Entre el comedor y las habitaciones se encuentra un espacio que sirve de biblioteca, sala de televisión y escritorio. Una fotografía enmarcada devela a Emilia a sus 25: bella, de cabellos largos, negros y lisos. En los estantes, hechos de madera, se ubican de izquierda a derecha varios ejemplares de la Biblia y otros libros católicos y una variedad de libros de conocimiento espiritual. Al azar, salen de entre los estantes El hombre que se convirtió en Dios, de Gerald Messadié; Espiritualidad y Masonería, de Jorge E. Sanguinetti; El cuerpo vital y el cuerpo de deseos, de la Fraternidad Rosacruz; La doctrina secreta, de Helena P. Blavaisky. “Primero esto y después esto, dice ella señalando inicialmente la biblia y después lo demás, porque si no la persona se confunde”. La misma lógica aplica en el altar: “Primero Jesucristo (a la izquierda) y después José Gregorio Hernández a la derecha porque para llegar a él (a JGH) hay que pedirle permiso a él (a Jesús)”. En la base de aquella pluralidad literaria, de creencias y pensamientos, Emilia atesora una serie de enciclopedias médicas en donde corrobora la utilidad y contraindicaciones de los medicamentos.

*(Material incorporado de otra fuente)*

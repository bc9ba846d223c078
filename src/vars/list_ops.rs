//! The `lpop`/`lpush`/`lreplace`/`linsert`/`llength`/`lindex`/`lrange`/
//! `lsearch` family operating on a shared array's list value (spec §4.C,
//! §6). Indices accept a plain integer or the symbolic `end`/`end-<int>`
//! form; out-of-range indices are clamped for insert-like operations and
//! silently ignored for `lpop`, matching the source list commands.

use crate::error::ThreadError;

use super::bucket::SharedVarStore;
use super::value::ValueContainer;

/// How [`SharedVarStore::lsearch`] matches each list element against the
/// pattern.
#[derive(Debug, Clone, Copy, PartialEq, Eq)]
pub enum SearchMode {
    /// Exact byte-for-byte equality.
    Exact,
    /// Tcl-style glob (`*` and `?` wildcards).
    Glob,
    /// Regular expression, via the `regex` crate.
    Regex,
}

/// Parse a list index argument (`"3"`, `"end"`, `"end-2"`) against
/// `end_value` (the value substituted for a bare `end`).
fn parse_index(spec: &str, end_value: i64) -> Result<i64, ThreadError> {
    if spec == "end" {
        return Ok(end_value);
    }
    if let Some(rest) = spec.strip_prefix("end-") {
        let offset: i64 = rest
            .parse()
            .map_err(|_| ThreadError::BadIndex(spec.to_string()))?;
        return Ok(end_value - offset);
    }
    spec.parse::<i64>()
        .map_err(|_| ThreadError::BadIndex(spec.to_string()))
}

fn glob_match(pattern: &str, text: &str) -> bool {
    fn inner(pat: &[u8], txt: &[u8]) -> bool {
        match (pat.first(), txt.first()) {
            (None, None) => true,
            (Some(b'*'), _) => inner(&pat[1..], txt) || (!txt.is_empty() && inner(pat, &txt[1..])),
            (Some(b'?'), Some(_)) => inner(&pat[1..], &txt[1..]),
            (Some(p), Some(t)) if p == t => inner(&pat[1..], &txt[1..]),
            _ => false,
        }
    }
    inner(pattern.as_bytes(), text.as_bytes())
}

impl SharedVarStore {
    /// `lpop array key ?index?`: remove and return the element at `index`
    /// (default `0`), or `None` if the index is out of range.
    pub fn lpop(&self, array: &str, key: &str, index_spec: Option<&str>) -> Result<Option<String>, ThreadError> {
        self.with_array_mut(array, |a| {
            let mut list = a.get(key).map(ValueContainer::as_list).unwrap_or_default();
            let len = list.len() as i64;
            let index = match index_spec {
                Some(spec) => parse_index(spec, len - 1)?,
                None => 0,
            };
            if index < 0 || index >= len {
                return Ok(None);
            }
            let removed = list.remove(index as usize);
            a.insert(key.to_string(), ValueContainer::List(list));
            Ok(Some(removed))
        })
    }

    /// `lpush array key element ?index?`: insert `element` at `index`
    /// (default `0`), clamped into range.
    pub fn lpush(
        &self,
        array: &str,
        key: &str,
        element: &str,
        index_spec: Option<&str>,
    ) -> Result<(), ThreadError> {
        self.with_array_mut(array, |a| {
            let mut list = a.get(key).map(ValueContainer::as_list).unwrap_or_default();
            let len = list.len() as i64;
            let index = match index_spec {
                Some(spec) => parse_index(spec, len)?.clamp(0, len),
                None => 0,
            };
            list.insert(index as usize, element.to_string());
            a.insert(key.to_string(), ValueContainer::List(list));
            Ok(())
        })
    }

    /// `lreplace array key first last ?element ...?`.
    pub fn lreplace(
        &self,
        array: &str,
        key: &str,
        first_spec: &str,
        last_spec: &str,
        elements: &[String],
    ) -> Result<(), ThreadError> {
        self.with_array_mut(array, |a| {
            let mut list = a.get(key).map(ValueContainer::as_list).unwrap_or_default();
            let len = list.len() as i64;
            let mut first = parse_index(first_spec, len - 1)?;
            let last = parse_index(last_spec, len - 1)?;
            if first < 0 {
                first = 0;
            }
            if len > 0 && first >= len && first_spec != "end" {
                return Err(ThreadError::BadIndex(format!(
                    "list doesn't have element {first_spec}"
                )));
            }
            let last = if last >= len { len - 1 } else { last };
            let ndel = if first <= last { (last - first + 1) as usize } else { 0 };
            let first = first as usize;
            let end = (first + ndel).min(list.len());
            list.splice(first.min(list.len())..end, elements.iter().cloned());
            a.insert(key.to_string(), ValueContainer::List(list));
            Ok(())
        })
    }

    /// `linsert array key index element ?element ...?`.
    pub fn linsert(
        &self,
        array: &str,
        key: &str,
        index_spec: &str,
        elements: &[String],
    ) -> Result<(), ThreadError> {
        self.with_array_mut(array, |a| {
            let mut list = a.get(key).map(ValueContainer::as_list).unwrap_or_default();
            let len = list.len() as i64;
            let index = parse_index(index_spec, len)?.clamp(0, len) as usize;
            list.splice(index..index, elements.iter().cloned());
            a.insert(key.to_string(), ValueContainer::List(list));
            Ok(())
        })
    }

    /// `llength array key`.
    #[must_use]
    pub fn llength(&self, array: &str, key: &str) -> usize {
        self.with_array(array, |a| a.get(key).map(ValueContainer::as_list).unwrap_or_default().len())
            .unwrap_or(0)
    }

    /// `lindex array key index`: the element at `index`, or the empty
    /// string if out of range.
    pub fn lindex(&self, array: &str, key: &str, index_spec: &str) -> Result<String, ThreadError> {
        self.with_array(array, |a| {
            let list = a.get(key).map(ValueContainer::as_list).unwrap_or_default();
            let len = list.len() as i64;
            let index = parse_index(index_spec, len - 1)?;
            if index >= 0 && index < len {
                Ok(list[index as usize].clone())
            } else {
                Ok(String::new())
            }
        })?
    }

    /// `lrange array key first last`.
    pub fn lrange(
        &self,
        array: &str,
        key: &str,
        first_spec: &str,
        last_spec: &str,
    ) -> Result<Vec<String>, ThreadError> {
        self.with_array(array, |a| {
            let list = a.get(key).map(ValueContainer::as_list).unwrap_or_default();
            let len = list.len() as i64;
            let mut first = parse_index(first_spec, len - 1)?;
            let mut last = parse_index(last_spec, len - 1)?;
            if first < 0 {
                first = 0;
            }
            if last >= len {
                last = len - 1;
            }
            if first > last {
                return Ok(Vec::new());
            }
            Ok(list[first as usize..=last as usize].to_vec())
        })?
    }

    /// `lsearch array key ?mode? pattern`: index of the first matching
    /// element, or `-1`.
    pub fn lsearch(&self, array: &str, key: &str, mode: SearchMode, pattern: &str) -> Result<i64, ThreadError> {
        self.with_array(array, |a| {
            let list = a.get(key).map(ValueContainer::as_list).unwrap_or_default();
            for (i, elem) in list.iter().enumerate() {
                let matched = match mode {
                    SearchMode::Exact => elem == pattern,
                    SearchMode::Glob => glob_match(pattern, elem),
                    SearchMode::Regex => regex::Regex::new(pattern)
                        .map_err(|e| ThreadError::BadIndex(e.to_string()))?
                        .is_match(elem),
                };
                if matched {
                    return Ok(i as i64);
                }
            }
            Ok(-1)
        })?
    }
}

#[cfg(test)]
mod tests {
    use super::*;

    fn seeded(items: &[&str]) -> SharedVarStore {
        let store = SharedVarStore::new();
        let values: Vec<String> = items.iter().map(|s| (*s).to_string()).collect();
        store.lappend("a", "l", &values);
        store
    }

    #[test]
    fn lpop_default_index_removes_front() {
        let store = seeded(&["a", "b", "c"]);
        let popped = store.lpop("a", "l", None).unwrap();
        assert_eq!(popped, Some("a".to_string()));
        assert_eq!(store.llength("a", "l"), 2);
    }

    #[test]
    fn lpop_out_of_range_is_noop() {
        let store = seeded(&["a", "b"]);
        let popped = store.lpop("a", "l", Some("5")).unwrap();
        assert_eq!(popped, None);
        assert_eq!(store.llength("a", "l"), 2);
    }

    #[test]
    fn lpop_end_index() {
        let store = seeded(&["a", "b", "c"]);
        let popped = store.lpop("a", "l", Some("end")).unwrap();
        assert_eq!(popped, Some("c".to_string()));
    }

    #[test]
    fn lpush_default_pushes_front() {
        let store = seeded(&["b", "c"]);
        store.lpush("a", "l", "a", None).unwrap();
        assert_eq!(store.lrange("a", "l", "0", "end").unwrap(), vec!["a", "b", "c"]);
    }

    #[test]
    fn lpush_clamps_out_of_range_index() {
        let store = seeded(&["a", "b"]);
        store.lpush("a", "l", "z", Some("99")).unwrap();
        assert_eq!(store.lrange("a", "l", "0", "end").unwrap(), vec!["a", "b", "z"]);
    }

    #[test]
    fn lpush_then_lpop_round_trips_at_same_index() {
        let store = seeded(&["a", "b", "c"]);
        store.lpush("a", "l", "x", Some("1")).unwrap();
        assert_eq!(store.lrange("a", "l", "0", "end").unwrap(), vec!["a", "x", "b", "c"]);
        let popped = store.lpop("a", "l", Some("1")).unwrap();
        assert_eq!(popped, Some("x".to_string()));
        assert_eq!(store.lrange("a", "l", "0", "end").unwrap(), vec!["a", "b", "c"]);
    }

    #[test]
    fn lreplace_substitutes_range() {
        let store = seeded(&["a", "b", "c", "d"]);
        store
            .lreplace("a", "l", "1", "2", &["x".to_string(), "y".to_string(), "z".to_string()])
            .unwrap();
        assert_eq!(store.lrange("a", "l", "0", "end").unwrap(), vec!["a", "x", "y", "z", "d"]);
    }

    #[test]
    fn lreplace_empty_range_inserts_without_deleting() {
        let store = seeded(&["a", "b"]);
        store.lreplace("a", "l", "1", "0", &["x".to_string()]).unwrap();
        assert_eq!(store.lrange("a", "l", "0", "end").unwrap(), vec!["a", "x", "b"]);
    }

    #[test]
    fn linsert_inserts_at_index() {
        let store = seeded(&["a", "c"]);
        store
            .linsert("a", "l", "1", &["b".to_string()])
            .unwrap();
        assert_eq!(store.lrange("a", "l", "0", "end").unwrap(), vec!["a", "b", "c"]);
    }

    #[test]
    fn lindex_out_of_range_is_empty_string() {
        let store = seeded(&["a", "b"]);
        assert_eq!(store.lindex("a", "l", "9").unwrap(), "");
        assert_eq!(store.lindex("a", "l", "0").unwrap(), "a");
        assert_eq!(store.lindex("a", "l", "end").unwrap(), "b");
    }

    #[test]
    fn lrange_clamps_bounds() {
        let store = seeded(&["a", "b", "c"]);
        assert_eq!(store.lrange("a", "l", "-5", "50").unwrap(), vec!["a", "b", "c"]);
        assert_eq!(store.lrange("a", "l", "2", "1").unwrap(), Vec::<String>::new());
    }

    #[test]
    fn lsearch_exact_glob_and_regex() {
        let store = seeded(&["apple", "banana", "cherry"]);
        assert_eq!(store.lsearch("a", "l", SearchMode::Exact, "banana").unwrap(), 1);
        assert_eq!(store.lsearch("a", "l", SearchMode::Exact, "nope").unwrap(), -1);
        assert_eq!(store.lsearch("a", "l", SearchMode::Glob, "ch*").unwrap(), 2);
        assert_eq!(store.lsearch("a", "l", SearchMode::Regex, "^ba.*a$").unwrap(), 1);
    }

    #[test]
    fn bad_index_reports_error() {
        let store = seeded(&["a", "b"]);
        assert!(matches!(
            store.lindex("a", "l", "not-a-number"),
            Err(ThreadError::BadIndex(_))
        ));
    }

    /// Spec §8 "list idempotence": `lpush` then `lpop` at the same index
    /// restores the list, exercised at a handful of randomly chosen
    /// indices rather than a single fixed one.
    #[test]
    fn lpush_then_lpop_restores_the_list_at_random_indices() {
        use rand::Rng;

        let mut rng = rand::rng();
        for _ in 0..20 {
            let len = rng.random_range(1..8);
            let items: Vec<String> = (0..len).map(|i| format!("item{i}")).collect();
            let store = SharedVarStore::new();
            store.lappend("a", "l", &items);

            let index = rng.random_range(0..=len);
            store.lpush("a", "l", "inserted", Some(&index.to_string())).unwrap();
            store.lpop("a", "l", Some(&index.to_string())).unwrap();

            assert_eq!(store.lrange("a", "l", "0", "end").unwrap(), items);
        }
    }
}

Tan sólo en Dios cree ciegamente. “Yo lo amo, de verdad, si tienes fe, él lo hace todo, no podemos mentirle a él”.

El día de nuestro segundo encuentro, comentó que había amanecido con el azúcar en 221 porque la tarde anterior no aguantó y comió casabe con cambur. Sin embargo, luce más entusiasmada que en el encuentro anterior. Explica que seguramente eso se debió a su habitual inconformidad con las fechas impares y a la plenitud que experimenta en las pares. Evita, a toda costa, viajar, por ejemplo, en los días impares, tres, cinco, siete y otros. Después del almuerzo tardío del sábado, suele demorar  mucho comiendo porque le gusta conversar, cambia sus sandalias de cuero por unas de goma y sale a alimentar a las gallinas, junto a la menor de sus nietas (Sarita).  

A lo largo del último año enfermó dos veces, probablemente en una de esas oportunidades tuvo Covid, la siguiente una infección urinaria. En una de esas dolencias, tuvo un sueño en el que aparecían sus familiares más cercanos y en el que veía su casa de Kamoirán en llamas. Escuchó “Todo se ha consumado” y se despertó. “Y para mí, lo que dije a los nueve años, todo se ha cumplido”. Desde entonces, piensa que el tiempo que le queda de vida es para cumplir una misión espiritual. En eso anda.